Work instructions. Within the entries that follow, show each line where the word "RemoteStore" occurs.

Excerpted data.
//! Local on-disk replica of a remote, versioned file store.
//!
//! [`CacheManager`] answers "give me the latest version of key X" from the local replica when it
//! can, and streams the file from the [`RemoteStore`] when the local copy is missing or stale.
//! Folders are packed into archives before upload (see `replica-archive`), and large files that
//! have not been used for a while can be evicted with [`cleanup`].
//!
//! ## On-disk layout
//!
//! A project's replica lives under `<root_folder>/<project>/`:
//! - `<data type>s/<file name>`: a file written locally (implicitly version 1)
//! - `<data type>s/<file name>.v<N>`: version `N` as downloaded from the remote
//! - `<data type>s/<archive stem>/`: an unpacked archive, served as is
//! - `<file>.removed.txt`: tombstone left by eviction
//!
//! The file names are the only index; there is no manifest to keep in sync.

mod config;
mod error;
mod events;
mod evict;
mod key;
mod manager;
mod store;
mod transfer;
mod util;

pub use config::{CacheConfig, HttpRemoteConfig, DEFAULT_CHUNK_SIZE, DEFAULT_PROJECT};
pub use error::{CacheError, Result};
pub use events::{EventBus, EventCallback, FileEvent};
pub use evict::{
    cleanup, cleanup_at, tombstone_path, EvictionCandidate, EvictionFailure, EvictionPolicy,
    EvictionReport, TOMBSTONE_SUFFIX,
};
pub use key::{
    extract_version, is_version_of, normalize_key, resolve_local_path, split_version,
    strip_version, versioned_name,
};
pub use manager::{CacheManager, CacheState, DataType, GetOptions, ResolvedFile, UploadOptions};
pub use replica_archive::{ArchiveFormat, PackOptions};
pub use store::{
    DirRemoteStore, HttpRemoteStore, RemoteDownload, RemoteFileMetadata, RemoteStore,
    METADATA_HEADER_PREFIX,
};
pub use transfer::{no_progress, ProgressFn, TransferEngine, UrlFetch};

Answer for the task.
//! can, and streams the file from the [`RemoteStore`] when the local copy is missing or stale.
    DirRemoteStore, HttpRemoteStore, RemoteDownload, RemoteFileMetadata, RemoteStore,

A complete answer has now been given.